▶ _TASK DIRECTIONS_:
Starting at the line that contains "LIMIT ?3 OFFSET ?4" and ending at the line that contains "let (count,): (i64,)", the lines below are to be given again exactly, with nothing added.

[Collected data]
::::
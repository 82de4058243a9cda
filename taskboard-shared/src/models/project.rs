/// Project model and database operations
///
/// Projects are owned by exactly one user and own zero or more tasks.
/// Deleting a project cascades to its tasks.
///
/// # Schema
///
/// ```sql
/// CREATE TABLE projects (
///     id INTEGER PRIMARY KEY AUTOINCREMENT,
///     name TEXT NOT NULL CHECK (length(name) >= 2),
///     description TEXT,
///     status TEXT NOT NULL DEFAULT 'active'
///         CHECK (status IN ('active', 'completed', 'archived')),
///     user_id INTEGER NOT NULL REFERENCES users(id) ON DELETE CASCADE,
///     created_at TEXT NOT NULL,
///     updated_at TEXT NOT NULL
/// );
/// ```
///
/// # Example
///
/// ```no_run
/// use taskboard_shared::models::project::{Project, CreateProject, ProjectStatus, UpdateProject};
/// use sqlx::SqlitePool;
///
/// # async fn example(pool: SqlitePool, user_id: i64) -> Result<(), sqlx::Error> {
/// let mut tx = pool.begin().await?;
///
/// let project = Project::create(&mut *tx, CreateProject {
///     user_id,
///     name: "Website Redesign".to_string(),
///     description: None,
///     status: ProjectStatus::Active,
/// }).await?;
///
/// let project = Project::update(&mut *tx, &project, UpdateProject {
///     status: Some(ProjectStatus::Completed),
///     ..Default::default()
/// }).await?;
///
/// tx.commit().await?;
/// # Ok(())
/// # }
/// ```

use chrono::{DateTime, Utc};
use serde::{Deserialize, Serialize};
use sqlx::{Executor, QueryBuilder, Sqlite};
use std::fmt;
use std::str::FromStr;

use super::{now, touched_at};
use crate::pagination::PageRequest;
use crate::validation::ValidationError;

/// Project lifecycle status
#[derive(Debug, Clone, Copy, Default, PartialEq, Eq, Serialize, Deserialize, sqlx::Type)]
#[sqlx(rename_all = "snake_case")]
#[serde(rename_all = "snake_case")]
pub enum ProjectStatus {
    /// Work in progress
    #[default]
    Active,

    /// Finished
    Completed,

    /// Kept for reference, no longer worked on
    Archived,
}

impl ProjectStatus {
    pub const ALL: [ProjectStatus; 3] = [
        ProjectStatus::Active,
        ProjectStatus::Completed,
        ProjectStatus::Archived,
    ];

    /// Converts status to its stored string form
    pub fn as_str(&self) -> &'static str {
        match self {
            ProjectStatus::Active => "active",
            ProjectStatus::Completed => "completed",
            ProjectStatus::Archived => "archived",
        }
    }
}

impl fmt::Display for ProjectStatus {
    fn fmt(&self, f: &mut fmt::Formatter<'_>) -> fmt::Result {
        f.write_str(self.as_str())
    }
}

impl FromStr for ProjectStatus {
    type Err = ValidationError;

    fn from_str(s: &str) -> Result<Self, Self::Err> {
        Self::ALL
            .into_iter()
            .find(|status| status.as_str() == s)
            .ok_or_else(|| {
                let allowed: Vec<&str> = Self::ALL.iter().map(|s| s.as_str()).collect();
                ValidationError::not_one_of("status", "Status", &allowed)
            })
    }
}

/// Project model
#[derive(Debug, Clone, sqlx::FromRow)]
pub struct Project {
    /// Unique project ID
    pub id: i64,

    /// Project name (at least 2 characters)
    pub name: String,

    /// Optional free-form description
    pub description: Option<String>,

    /// Current status
    pub status: ProjectStatus,

    /// Owning user (immutable)
    pub user_id: i64,

    /// When the project was created
    pub created_at: DateTime<Utc>,

    /// When the project was last mutated
    pub updated_at: DateTime<Utc>,
}

/// Input for creating a new project
#[derive(Debug, Clone)]
pub struct CreateProject {
    pub user_id: i64,
    pub name: String,
    pub description: Option<String>,
    pub status: ProjectStatus,
}

/// Input for a partial project update
///
/// Only `Some` fields are written. `description: Some(None)` clears the
/// description.
#[derive(Debug, Clone, Default)]
pub struct UpdateProject {
    pub name: Option<String>,
    pub description: Option<Option<String>>,
    pub status: Option<ProjectStatus>,
}

impl Project {
    /// Creates a new project owned by `data.user_id`
    ///
    /// # Errors
    ///
    /// Returns an error if the owning user does not exist (foreign key
    /// violation) or the database operation fails.
    pub async fn create<'e, E>(executor: E, data: CreateProject) -> Result<Self, sqlx::Error>
    where
        E: Executor<'e, Database = Sqlite>,
    {
        let timestamp = now();

        let project = sqlx::query_as::<_, Project>(
            r#"
            INSERT INTO projects (name, description, status, user_id, created_at, updated_at)
            VALUES (?1, ?2, ?3, ?4, ?5, ?5)
            RETURNING id, name, description, status, user_id, created_at, updated_at
            "#,
        )
        .bind(data.name)
        .bind(data.description)
        .bind(data.status)
        .bind(data.user_id)
        .bind(timestamp)
        .fetch_one(executor)
        .await?;

        Ok(project)
    }

    /// Finds a project by ID
    pub async fn find_by_id<'e, E>(executor: E, id: i64) -> Result<Option<Self>, sqlx::Error>
    where
        E: Executor<'e, Database = Sqlite>,
    {
        let project = sqlx::query_as::<_, Project>(
            r#"
            SELECT id, name, description, status, user_id, created_at, updated_at
            FROM projects
            WHERE id = ?1
            "#,
        )
        .bind(id)
        .fetch_optional(executor)
        .await?;

        Ok(project)
    }

    /// Lists a user's projects, most recently updated first
    ///
    /// `status` is matched exactly against the stored value, so an unknown
    /// status simply matches nothing.
    pub async fn list_for_user<'e, E>(
        executor: E,
        user_id: i64,
        status: Option<&str>,
        page: PageRequest,
    ) -> Result<Vec<Self>, sqlx::Error>
    where
        E: Executor<'e, Database = Sqlite>,
    {
        let projects = sqlx::query_as::<_, Project>(
            r#"
            SELECT id, name, description, status, user_id, created_at, updated_at
            FROM projects
            WHERE user_id = ?1 AND (?2 IS NULL OR status = ?2)
            ORDER BY updated_at DESC, id DESC
            LIMIT ?3 OFFSET ?4
            "#,
        )
        .bind(user_id)
        .bind(status)
        .bind(page.limit())
        .bind(page.offset())
        .fetch_all(executor)
        .await?;

        Ok(projects)
    }

    /// Counts a user's projects, with the same filter as [`Project::list_for_user`]
    pub async fn count_for_user<'e, E>(
        executor: E,
        user_id: i64,
        status: Option<&str>,
    ) -> Result<i64, sqlx::Error>
    where
        E: Executor<'e, Database = Sqlite>,
    {
        let (count,): (i64,) = sqlx::query_as(
            "SELECT COUNT(*) FROM projects WHERE user_id = ?1 AND (?2 IS NULL OR status = ?2)",
        )
        .bind(user_id)
        .bind(status)
        .fetch_one(executor)
        .await?;

        Ok(count)
    }

    /// Applies a partial update and refreshes `updated_at`
    ///
    /// `updated_at` always advances past `existing.updated_at`, even when no
    /// field changes.
    pub async fn update<'e, E>(
        executor: E,
        existing: &Project,
        data: UpdateProject,
    ) -> Result<Self, sqlx::Error>
    where
        E: Executor<'e, Database = Sqlite>,
    {
        let mut builder = QueryBuilder::<Sqlite>::new("UPDATE projects SET updated_at = ");
        builder.push_bind(touched_at(existing.updated_at));

        if let Some(name) = data.name {
            builder.push(", name = ").push_bind(name);
        }
        if let Some(description) = data.description {
            builder.push(", description = ").push_bind(description);
        }
        if let Some(status) = data.status {
            builder.push(", status = ").push_bind(status);
        }

        builder
            .push(" WHERE id = ")
            .push_bind(existing.id)
            .push(" RETURNING id, name, description, status, user_id, created_at, updated_at");

        let project = builder
            .build_query_as::<Project>()
            .fetch_one(executor)
            .await?;

        Ok(project)
    }

    /// Deletes a project by ID, cascading to its tasks
    ///
    /// Returns true if the project existed.
    pub async fn delete<'e, E>(executor: E, id: i64) -> Result<bool, sqlx::Error>
    where
        E: Executor<'e, Database = Sqlite>,
    {
        let result = sqlx::query("DELETE FROM projects WHERE id = ?1")
            .bind(id)
            .execute(executor)
            .await?;

        Ok(result.rows_affected() > 0)
    }
}

#[cfg(test)]
mod tests {
    use super::*;

    #[test]
    fn test_status_parse() {
        assert_eq!("active".parse::<ProjectStatus>().unwrap(), ProjectStatus::Active);
        assert_eq!("completed".parse::<ProjectStatus>().unwrap(), ProjectStatus::Completed);
        assert_eq!("archived".parse::<ProjectStatus>().unwrap(), ProjectStatus::Archived);
    }

    #[test]
    fn test_status_parse_rejects_unknown() {
        let err = "paused".parse::<ProjectStatus>().unwrap_err();
        assert_eq!(err.field, "status");
        assert_eq!(err.message, "Status must be one of: active, completed, archived");

        assert!("Active".parse::<ProjectStatus>().is_err());
    }

    #[test]
    fn test_status_default_and_display() {
        assert_eq!(ProjectStatus::default(), ProjectStatus::Active);
        assert_eq!(ProjectStatus::Archived.to_string(), "archived");
    }

    #[test]
    fn test_status_serde() {
        let json = serde_json::to_string(&ProjectStatus::Completed).unwrap();
        assert_eq!(json, "\"completed\"");
    }
}
/// Integration tests for signup, login, logout and session checks

mod common;

use axum::http::StatusCode;
use common::{TestContext, TEST_PASSWORD};
use serde_json::json;
use taskboard_shared::models::user::User;

#[tokio::test]
async fn test_signup_creates_user_and_session() {
    let ctx = TestContext::new().await;

    let response = ctx
        .post(
            "/api/signup",
            None,
            json!({"username": "alice", "email": "alice@example.com", "password": "pw12345"}),
        )
        .await;

    assert_eq!(response.status, StatusCode::CREATED);
    assert_eq!(response.body["username"], "alice");
    assert_eq!(response.body["email"], "alice@example.com");
    assert!(response.body["id"].is_i64());
    assert!(response.body["created_at"].is_string());
    assert!(response.body.get("password_hash").is_none());
    assert!(response.body.get("projects").is_none());

    let set_cookie = response.headers["set-cookie"].to_str().unwrap();
    assert!(set_cookie.contains("HttpOnly"));
    assert!(set_cookie.contains("SameSite=Lax"));

    let cookie = response.session_cookie().unwrap();
    let session = ctx.get("/api/check-session", Some(&cookie)).await;
    assert_eq!(session.status, StatusCode::OK);
    assert_eq!(session.body["username"], "alice");

    // Stored hash is an argon2 hash, not the password
    let user = User::find_by_username(&ctx.db, "alice").await.unwrap().unwrap();
    assert!(user.password_hash.starts_with("$argon2id$"));
    assert_ne!(user.password_hash, "pw12345");
}

#[tokio::test]
async fn test_signup_requires_all_fields() {
    let ctx = TestContext::new().await;

    let response = ctx
        .post("/api/signup", None, json!({"username": "alice", "password": "pw"}))
        .await;

    assert_eq!(response.status, StatusCode::BAD_REQUEST);
    assert_eq!(response.message(), "Username, email, and password are required");
}

#[tokio::test]
async fn test_signup_short_username_rejected() {
    let ctx = TestContext::new().await;

    let response = ctx
        .post(
            "/api/signup",
            None,
            json!({"username": "ab", "email": "ab@example.com", "password": TEST_PASSWORD}),
        )
        .await;

    assert_eq!(response.status, StatusCode::BAD_REQUEST);
    assert_eq!(response.message(), "Username must be at least 3 characters long");
    assert_eq!(response.body["details"][0]["field"], "username");

    // Nothing persisted
    assert_eq!(User::count(&ctx.db).await.unwrap(), 0);
}

#[tokio::test]
async fn test_signup_email_without_at_rejected() {
    let ctx = TestContext::new().await;

    let response = ctx
        .post(
            "/api/signup",
            None,
            json!({"username": "alice", "email": "alice.example.com", "password": TEST_PASSWORD}),
        )
        .await;

    assert_eq!(response.status, StatusCode::BAD_REQUEST);
    assert_eq!(response.message(), "Invalid email address");
    assert_eq!(User::count(&ctx.db).await.unwrap(), 0);
}

#[tokio::test]
async fn test_signup_duplicate_username_and_email() {
    let ctx = TestContext::new().await;
    ctx.signup("alice").await;

    let response = ctx
        .post(
            "/api/signup",
            None,
            json!({"username": "alice", "email": "other@example.com", "password": TEST_PASSWORD}),
        )
        .await;
    assert_eq!(response.status, StatusCode::BAD_REQUEST);
    assert_eq!(response.message(), "Username already exists");

    let response = ctx
        .post(
            "/api/signup",
            None,
            json!({"username": "alice2", "email": "alice@example.com", "password": TEST_PASSWORD}),
        )
        .await;
    assert_eq!(response.status, StatusCode::BAD_REQUEST);
    assert_eq!(response.message(), "Email already exists");

    assert_eq!(User::count(&ctx.db).await.unwrap(), 1);
}

#[tokio::test]
async fn test_login_success_starts_session() {
    let ctx = TestContext::new().await;
    ctx.signup("alice").await;

    let response = ctx
        .post(
            "/api/login",
            None,
            json!({"username": "alice", "password": TEST_PASSWORD}),
        )
        .await;

    assert_eq!(response.status, StatusCode::OK);
    assert_eq!(response.body["username"], "alice");

    let cookie = response.session_cookie().unwrap();
    let projects = ctx.get("/api/projects", Some(&cookie)).await;
    assert_eq!(projects.status, StatusCode::OK);
}

#[tokio::test]
async fn test_login_failures_are_indistinguishable() {
    let ctx = TestContext::new().await;
    ctx.signup("alice").await;

    let wrong_password = ctx
        .post("/api/login", None, json!({"username": "alice", "password": "nope"}))
        .await;
    let unknown_user = ctx
        .post("/api/login", None, json!({"username": "mallory", "password": "nope"}))
        .await;

    assert_eq!(wrong_password.status, StatusCode::UNAUTHORIZED);
    assert_eq!(unknown_user.status, StatusCode::UNAUTHORIZED);
    assert_eq!(wrong_password.body, unknown_user.body);
    assert_eq!(wrong_password.message(), "Invalid username or password");
    assert!(wrong_password.session_cookie().is_none());
}

#[tokio::test]
async fn test_login_requires_fields() {
    let ctx = TestContext::new().await;

    let response = ctx.post("/api/login", None, json!({"username": "alice"})).await;

    assert_eq!(response.status, StatusCode::BAD_REQUEST);
    assert_eq!(response.message(), "Username and password are required");
}

#[tokio::test]
async fn test_login_rotates_session() {
    let ctx = TestContext::new().await;
    let alice = ctx.signup("alice").await;

    let response = ctx
        .post(
            "/api/login",
            Some(&alice.cookie),
            json!({"username": "alice", "password": TEST_PASSWORD}),
        )
        .await;
    let new_cookie = response.session_cookie().unwrap();
    assert_ne!(new_cookie, alice.cookie);

    // The old token no longer authenticates
    let old = ctx.get("/api/check-session", Some(&alice.cookie)).await;
    assert_eq!(old.status, StatusCode::UNAUTHORIZED);
    assert_eq!(ctx.sessions.len().await, 1);
}

#[tokio::test]
async fn test_logout_clears_session() {
    let ctx = TestContext::new().await;
    let alice = ctx.signup("alice").await;

    let response = ctx
        .request(axum::http::Method::POST, "/api/logout", Some(&alice.cookie), None)
        .await;
    assert_eq!(response.status, StatusCode::OK);
    assert_eq!(response.body["message"], "Logged out successfully");
    assert!(response.headers["set-cookie"]
        .to_str()
        .unwrap()
        .contains("Max-Age=0"));

    let session = ctx.get("/api/check-session", Some(&alice.cookie)).await;
    assert_eq!(session.status, StatusCode::UNAUTHORIZED);
    assert!(ctx.sessions.is_empty().await);
}

#[tokio::test]
async fn test_logout_without_session_succeeds() {
    let ctx = TestContext::new().await;

    let response = ctx
        .request(axum::http::Method::POST, "/api/logout", None, None)
        .await;

    assert_eq!(response.status, StatusCode::OK);
}

#[tokio::test]
async fn test_check_session_anonymous() {
    let ctx = TestContext::new().await;

    let response = ctx.get("/api/check-session", None).await;

    assert_eq!(response.status, StatusCode::UNAUTHORIZED);
    assert_eq!(response.message(), "Not authenticated");
}

#[tokio::test]
async fn test_check_session_after_user_deleted() {
    let ctx = TestContext::new().await;
    let alice = ctx.signup("alice").await;

    User::delete(&ctx.db, alice.id).await.unwrap();

    let response = ctx.get("/api/check-session", Some(&alice.cookie)).await;
    assert_eq!(response.status, StatusCode::UNAUTHORIZED);
    assert_eq!(response.message(), "Not authenticated");
}

#[tokio::test]
async fn test_tampered_cookie_is_anonymous() {
    let ctx = TestContext::new().await;
    let alice = ctx.signup("alice").await;

    let (name, value) = alice.cookie.split_once('=').unwrap();
    let (token, _signature) = value.split_once('.').unwrap();
    let forged = format!("{}={}.{}", name, token, "0".repeat(64));

    let response = ctx.get("/api/check-session", Some(&forged)).await;
    assert_eq!(response.status, StatusCode::UNAUTHORIZED);

    let response = ctx.get("/api/projects", Some(&forged)).await;
    assert_eq!(response.status, StatusCode::UNAUTHORIZED);
}

#[tokio::test]
async fn test_resources_require_session() {
    let ctx = TestContext::new().await;

    for uri in ["/api/projects", "/api/projects/1", "/api/tasks/1", "/api/dashboard"] {
        let response = ctx.get(uri, None).await;
        assert_eq!(response.status, StatusCode::UNAUTHORIZED, "{}", uri);
        assert_eq!(response.message(), "Authentication required");
    }

    let response = ctx.post("/api/projects", None, json!({"name": "Nope"})).await;
    assert_eq!(response.status, StatusCode::UNAUTHORIZED);
}

#[tokio::test]
async fn test_malformed_body_is_bad_request() {
    let ctx = TestContext::new().await;

    let response = ctx
        .request(
            axum::http::Method::POST,
            "/api/login",
            None,
            Some(json!(["not", "an", "object"])),
        )
        .await;

    assert_eq!(response.status, StatusCode::BAD_REQUEST);
    assert_eq!(response.body["error"], "bad_request");
}

#[tokio::test]
async fn test_health_is_public() {
    let ctx = TestContext::new().await;

    let response = ctx.get("/health", None).await;

    assert_eq!(response.status, StatusCode::OK);
    assert_eq!(response.body["status"], "healthy");
    assert_eq!(response.body["database"], "connected");
    assert_eq!(response.headers["x-content-type-options"], "nosniff");
}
::::
▶ _WRITTEN SOLUTION_:
            LIMIT ?3 OFFSET ?4
            "#,
        )
        .bind(user_id)
        .bind(status)
        .bind(page.limit())
        .bind(page.offset())
        .fetch_all(executor)
        .await?;

        Ok(projects)
    }

    /// Counts a user's projects, with the same filter as [`Project::list_for_user`]
    pub async fn count_for_user<'e, E>(
        executor: E,
        user_id: i64,
        status: Option<&str>,
    ) -> Result<i64, sqlx::Error>
    where
        E: Executor<'e, Database = Sqlite>,
    {
        let (count,): (i64,) = sqlx::query_as(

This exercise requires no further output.